Patent document 1 listed below discloses a coil in which a wire is spirally and flatly wound around one surface of a flat ferrite core 21, 31 as shown in fig. 19A and 19B, as a power transmission coil and a power reception coil of a non-contact power transmission transformer used in the system. Since the windings 22 and 32 are wound around only one side of the ferrite cores 21 and 31, the coil of this type is referred to as a "one-side wound coil". Fig. 19A is a cross-sectional view of the power transmission coil and the power reception coil, and fig. 19B is a plan view of the power transmission coil or the power reception coil.

In the case of a non-contact power transmission transformer using a one-side wound coil, power transmission efficiency is significantly reduced when the parking position of the vehicle is shifted and the power transmission coil and the power receiving coil are not aligned with each other or the gap between the power transmission coil and the power receiving coil is varied. If the allowable amount for such a positional deviation or gap variation is increased, the sizes of the power transmission coil and the power reception coil need to be increased.

Patent document 2 discloses a contactless power supply transformer that has a large allowable amount of displacement and gap variation and can be configured to be small. As shown in fig. 20A and 20B, in the contactless power transformer, a power transmission coil and a power reception coil are formed by winding windings 62 and 64 around ferrite cores 61 and 63. This coil is referred to as a "double-side-winding coil". Here, as shown in fig. 20B, "square cores" are used as the ferrite cores 61, 63. Fig. 20A is a cross-sectional view of the power transmission coil and the power reception coil, and fig. 20B is a plan view of the power transmission coil or the power reception coil.

In the contactless power supply transformer, a main magnetic flux 67 that travels through the magnetic pole portions of the ferrite cores 61 and 63 is generated. At the same time, leakage magnetic fluxes 68 and 69 detouring on the non-opposing surfaces of the power transmission coil and the power reception coil are generated. When the leakage magnetic fluxes 68 and 69 enter an iron plate or the like on the floor of the vehicle body, an induced current flows to heat the iron plate, thereby reducing the power supply efficiency. In order to avoid this, in the non-contact power feeding transformer using the both-side wound coils, it is necessary to arrange good non-magnetic conductors 65 and 66 such as aluminum plates on the back surfaces of the power transmission coil and the power reception coil to magnetically shield leakage fluxes 68 and 69.

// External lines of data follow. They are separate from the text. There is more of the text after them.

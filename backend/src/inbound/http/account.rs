//! Self-service account endpoints.
//!
//! ```text
//! GET    /auth/me
//! PUT    /auth/me                  {"firstName","lastName","contactEmail","contactPhone"}
//! DELETE /auth/me
//! POST   /auth/change-email        {"email"}
//! GET    /auth/confirm-email-change?token=
//! ```

use actix_web::{HttpResponse, delete, get, post, put, web};
use serde::{Deserialize, Serialize};

use crate::domain::{Email, ProfileUpdate};
use crate::inbound::http::ApiResult;
use crate::inbound::http::auth::{EmailRequest, TokenQuery};
use crate::inbound::http::identity::Authenticated;
use crate::inbound::http::responses::{MessageResponse, UserResponse};
use crate::inbound::http::state::HttpState;
use crate::inbound::http::validation::{FieldName, required};

/// Partial profile update; omitted fields stay as they are and blank contact
/// fields clear the stored value.
#[derive(Debug, Default, Deserialize, Serialize)]
#[serde(rename_all = "camelCase")]
pub struct ProfileRequest {
    pub first_name: Option<String>,
    pub last_name: Option<String>,
    pub contact_email: Option<String>,
    pub contact_phone: Option<String>,
}

impl From<ProfileRequest> for ProfileUpdate {
    fn from(value: ProfileRequest) -> Self {
        Self {
            first_name: value.first_name,
            last_name: value.last_name,
            contact_email: value.contact_email,
            contact_phone: value.contact_phone,
        }
    }
}

#[get("/auth/me")]
pub async fn current_user(
    state: web::Data<HttpState>,
    caller: Authenticated,
) -> ApiResult<web::Json<UserResponse>> {
    let user = state.accounts.me(caller.0.user_id).await?;
    Ok(web::Json(UserResponse { user }))
}

#[put("/auth/me")]
pub async fn update_profile(
    state: web::Data<HttpState>,
    caller: Authenticated,
    payload: web::Json<ProfileRequest>,
) -> ApiResult<web::Json<UserResponse>> {
    let update = ProfileUpdate::from(payload.into_inner());
    let user = state
        .accounts
        .update_profile(caller.0.user_id, &update)
        .await?;
    Ok(web::Json(UserResponse { user }))
}

/// Deletes the account with its placemarks and reviews and drops the
/// refresh cookie.
#[delete("/auth/me")]
pub async fn delete_account(
    state: web::Data<HttpState>,
    caller: Authenticated,
) -> ApiResult<HttpResponse> {
    state.accounts.delete_account(caller.0.user_id).await?;
    Ok(HttpResponse::Ok()
        .cookie(state.refresh_cookie.clear())
        .json(MessageResponse::new("Account deleted successfully")))
}

#[post("/auth/change-email")]
pub async fn request_email_change(
    state: web::Data<HttpState>,
    caller: Authenticated,
    payload: web::Json<EmailRequest>,
) -> ApiResult<web::Json<MessageResponse>> {
    let email = Email::parse(&payload.email)?;
    state
        .accounts
        .request_email_change(caller.0.user_id, &email)
        .await?;
    Ok(web::Json(MessageResponse::new(
        "Verification email sent to the new address.",
    )))
}

#[get("/auth/confirm-email-change")]
pub async fn confirm_email_change(
    state: web::Data<HttpState>,
    query: web::Query<TokenQuery>,
) -> ApiResult<web::Json<MessageResponse>> {
    let token = required(query.into_inner().token, FieldName::new("token"))?;
    state.accounts.confirm_email_change(&token).await?;
    Ok(web::Json(MessageResponse::new("Email updated successfully.")))
}

#[cfg(test)]
mod tests {
    use super::*;
    use actix_web::http::StatusCode;
    use actix_web::http::header::AUTHORIZATION;
    use actix_web::test;
    use serde_json::{Value, json};

    use crate::domain::Role;
    use crate::inbound::http::test_utils::test_app;
    use crate::test_support::Harness;

    const EMAIL: &str = "ada@example.com";

    #[actix_web::test]
    async fn me_requires_a_bearer() {
        let harness = Harness::new();
        let app = test::init_service(test_app(harness.http_state())).await;
        let res =
            test::call_service(&app, test::TestRequest::get().uri("/auth/me").to_request()).await;
        assert_eq!(res.status(), StatusCode::UNAUTHORIZED);
    }

    #[actix_web::test]
    async fn profile_updates_are_partial() {
        let harness = Harness::new();
        harness.seed_user(EMAIL, Role::User, true).await;
        let bearer = harness.bearer_for(EMAIL).await;
        let app = test::init_service(test_app(harness.http_state())).await;

        let res = test::call_service(
            &app,
            test::TestRequest::put()
                .uri("/auth/me")
                .insert_header((AUTHORIZATION, bearer.clone()))
                .set_json(json!({ "lastName": "lovelace", "contactPhone": "+41 79 000 00 00" }))
                .to_request(),
        )
        .await;
        assert_eq!(res.status(), StatusCode::OK);
        let body: Value = test::read_body_json(res).await;
        assert_eq!(body["user"]["profile"]["firstName"], "Test");
        assert_eq!(body["user"]["profile"]["lastName"], "Lovelace");
        assert_eq!(body["user"]["profile"]["contactPhone"], "+41 79 000 00 00");

        let invalid = test::call_service(
            &app,
            test::TestRequest::put()
                .uri("/auth/me")
                .insert_header((AUTHORIZATION, bearer))
                .set_json(json!({ "firstName": "A" }))
                .to_request(),
        )
        .await;
        assert_eq!(invalid.status(), StatusCode::UNPROCESSABLE_ENTITY);
    }

    #[actix_web::test]
    async fn deleting_the_account_ends_access() {
        let harness = Harness::new();
        harness.seed_user(EMAIL, Role::User, true).await;
        let bearer = harness.bearer_for(EMAIL).await;
        let app = test::init_service(test_app(harness.http_state())).await;

        let res = test::call_service(
            &app,
            test::TestRequest::delete()
                .uri("/auth/me")
                .insert_header((AUTHORIZATION, bearer.clone()))
                .to_request(),
        )
        .await;
        assert_eq!(res.status(), StatusCode::OK);

        let me = test::call_service(
            &app,
            test::TestRequest::get()
                .uri("/auth/me")
                .insert_header((AUTHORIZATION, bearer))
                .to_request(),
        )
        .await;
        assert_eq!(me.status(), StatusCode::UNAUTHORIZED);
    }

    #[actix_web::test]
    async fn email_change_is_confirmed_through_the_mailed_link() {
        let harness = Harness::new();
        harness.seed_user(EMAIL, Role::User, true).await;
        harness
            .seed_user("taken@example.com", Role::User, true)
            .await;
        let bearer = harness.bearer_for(EMAIL).await;
        let app = test::init_service(test_app(harness.http_state())).await;

        let taken = test::call_service(
            &app,
            test::TestRequest::post()
                .uri("/auth/change-email")
                .insert_header((AUTHORIZATION, bearer.clone()))
                .set_json(json!({ "email": "taken@example.com" }))
                .to_request(),
        )
        .await;
        assert_eq!(taken.status(), StatusCode::UNPROCESSABLE_ENTITY);

        let requested = test::call_service(
            &app,
            test::TestRequest::post()
                .uri("/auth/change-email")
                .insert_header((AUTHORIZATION, bearer.clone()))
                .set_json(json!({ "email": "ada.l@example.com" }))
                .to_request(),
        )
        .await;
        assert_eq!(requested.status(), StatusCode::OK);
        let token = harness
            .mailer
            .last_token_for("ada.l@example.com")
            .expect("change token");

        let uri = format!("/auth/confirm-email-change?token={token}");
        let confirmed =
            test::call_service(&app, test::TestRequest::get().uri(&uri).to_request()).await;
        assert_eq!(confirmed.status(), StatusCode::OK);
        let replayed =
            test::call_service(&app, test::TestRequest::get().uri(&uri).to_request()).await;
        assert_eq!(replayed.status(), StatusCode::BAD_REQUEST);

        let me = test::call_service(
            &app,
            test::TestRequest::get()
                .uri("/auth/me")
                .insert_header((AUTHORIZATION, bearer))
                .to_request(),
        )
        .await;
        let body: Value = test::read_body_json(me).await;
        assert_eq!(body["user"]["email"], "ada.l@example.com");
    }
}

Patent document 3 discloses a power transmission coil and a power reception coil in which a ferrite core 40 is formed in an H-shape, parallel portions 41 and 42 on both sides of the H-shape are magnetic pole portions, and a winding 50 is wound around a portion 43 corresponding to a horizontal bar of the H-shape (a portion connecting between the magnetic pole portions, also referred to as a wound portion) in order to achieve further reduction in size and weight of a double-sided wound coil, as shown in fig. 21A to 21F. Fig. 21A shows a state in which the winding 50 is wound around the ferrite core 40, and fig. 21D shows a state in which the winding 50 is not wound around the ferrite core 40. Fig. 21B is a sectional view taken along line a-a of fig. 21A, and fig. 21C is a sectional view taken along line B-B of fig. 21A. Similarly, FIG. 21E is a sectional view taken along the line A-A of FIG. 21D, and FIG. 21F is a sectional view taken along the line B-B of FIG. 21D.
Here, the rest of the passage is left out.